Note: the "-o" flag specifies the name of the output file. The "-c" flag tells the compiler to stop after the "compile" stage and before the "link" stage, generating an object file as the output.

Typing "make" on the command line would build this project and produce an executable named "main.exe". Typing "make" again would do nothing since all of the dependencies would evaluate to false since none of the source files had changed. Changing any of the source files and then typing "make" would cause only the required segments of the project to be recompiled. The make utility knows what files need to be rebuilt based on the dependencies that we have given it, so it is important that these dependencies are correct.

See also: GNU make documentation.

C: Declaration vs Definition

In computer science, there is a subtle but important distinction between a declaration and a definition.

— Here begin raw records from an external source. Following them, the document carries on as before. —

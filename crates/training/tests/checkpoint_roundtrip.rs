use burn::backend::ndarray::NdArray;
use burn::tensor::{Distribution, Tensor};
use burn_dataset::ImageShape;
use models::{Fcn, FcnConfig, Vgg16Config};
use training::checkpoint::{meta_path, read_meta, weights_path};
use training::{restore_checkpoint, save_checkpoint, CheckpointMeta};

type TestBackend = NdArray<f32>;

fn tiny_backbone() -> Vgg16Config {
    Vgg16Config {
        in_channels: 3,
        block_channels: [4, 4, 8, 8, 8],
        fc_channels: 16,
    }
}

fn tiny_model(num_classes: usize) -> Fcn<TestBackend> {
    FcnConfig::new(tiny_backbone(), num_classes).init(&Default::default())
}

fn shape() -> ImageShape {
    ImageShape::new(32, 64)
}

#[test]
fn restore_reproduces_saved_outputs() -> anyhow::Result<()> {
    let tmp = tempfile::tempdir()?;
    let model_path = tmp.path().join("model").join("model.ckpt");
    let device = Default::default();

    let saved = tiny_model(2);
    let meta = CheckpointMeta::describe(&saved, &tiny_backbone(), shape(), 4, 0.25);
    save_checkpoint(&saved, &model_path, &meta)?;
    assert!(weights_path(&model_path).is_file());
    assert!(meta_path(&model_path).is_file());
    assert!(!tmp.path().join("model/model.ckpt.tmp.bin").exists());
    assert!(!tmp.path().join("model/model.ckpt.tmp.json").exists());

    let stored = read_meta(&model_path)?;
    assert_eq!(stored.epoch, 4);
    assert_eq!(stored.loss, 0.25);
    assert_eq!(stored.num_params, meta.num_params);

    let fresh = tiny_model(2);
    let current = CheckpointMeta::describe(&fresh, &tiny_backbone(), shape(), 0, f32::NAN);
    let restored = restore_checkpoint(fresh, &model_path, &current, &device)?;

    let images =
        Tensor::<TestBackend, 4>::random([1, 3, 32, 64], Distribution::Uniform(0.0, 255.0), &device);
    let a = saved.forward(images.clone(), 1.0).into_data().to_vec::<f32>().unwrap();
    let b = restored.forward(images, 1.0).into_data().to_vec::<f32>().unwrap();
    assert_eq!(a.len(), b.len());
    let max_diff = a
        .iter()
        .zip(&b)
        .map(|(x, y)| (x - y).abs())
        .fold(0.0f32, f32::max);
    assert!(max_diff < 1e-5, "outputs differ by {max_diff}");
    Ok(())
}

#[test]
fn resave_replaces_weights_and_metadata_together() -> anyhow::Result<()> {
    let tmp = tempfile::tempdir()?;
    let model_path = tmp.path().join("model.ckpt");
    let first = tiny_model(2);
    save_checkpoint(
        &first,
        &model_path,
        &CheckpointMeta::describe(&first, &tiny_backbone(), shape(), 1, 0.9),
    )?;
    let second = tiny_model(2);
    save_checkpoint(
        &second,
        &model_path,
        &CheckpointMeta::describe(&second, &tiny_backbone(), shape(), 2, 0.4),
    )?;

    let stored = read_meta(&model_path)?;
    assert_eq!((stored.epoch, stored.loss), (2, 0.4));
    let leftovers: Vec<_> = std::fs::read_dir(tmp.path())?
        .filter_map(|e| e.ok())
        .map(|e| e.file_name().to_string_lossy().into_owned())
        .filter(|name| name.contains(".tmp"))
        .collect();
    assert!(leftovers.is_empty(), "{leftovers:?}");
    Ok(())
}

#[test]
fn missing_checkpoint_names_the_path() {
    let tmp = tempfile::tempdir().unwrap();
    let model_path = tmp.path().join("absent.ckpt");
    let model = tiny_model(2);
    let current = CheckpointMeta::describe(&model, &tiny_backbone(), shape(), 0, 0.0);
    let err = restore_checkpoint(model, &model_path, &current, &Default::default()).unwrap_err();
    assert!(err.to_string().contains("absent.ckpt.bin"), "{err}");
}

#[test]
fn mismatched_metadata_is_rejected() -> anyhow::Result<()> {
    let tmp = tempfile::tempdir()?;
    let model_path = tmp.path().join("model.ckpt");
    let saved = tiny_model(2);
    save_checkpoint(
        &saved,
        &model_path,
        &CheckpointMeta::describe(&saved, &tiny_backbone(), shape(), 1, 0.5),
    )?;

    let fresh = tiny_model(2);
    let other_shape = ImageShape::new(64, 64);
    let current = CheckpointMeta::describe(&fresh, &tiny_backbone(), other_shape, 0, 0.0);
    let err = restore_checkpoint(fresh, &model_path, &current, &Default::default()).unwrap_err();
    let msg = format!("{err:#}");
    assert!(msg.contains("32x64"), "{msg}");
    Ok(())
}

A declaration is a statement that something exists and what its characteristics are (name, and type). A definition is saying what that thing is.

A function declaration in C looks like this: void foo();. Note the semicolon. If we were to create a variable like that (int i;) we would declare that the variable exists without assigning it a value. When we declare a method without giving it a body, was are saying that this method exists somewhere, but we are not saying what it is. [Note: the variable in the example would still be "defined" since it was allocated space.] In C, these are referred to as function prototypes. In Java, they are called method signatures. They are functionally and conceptually the same.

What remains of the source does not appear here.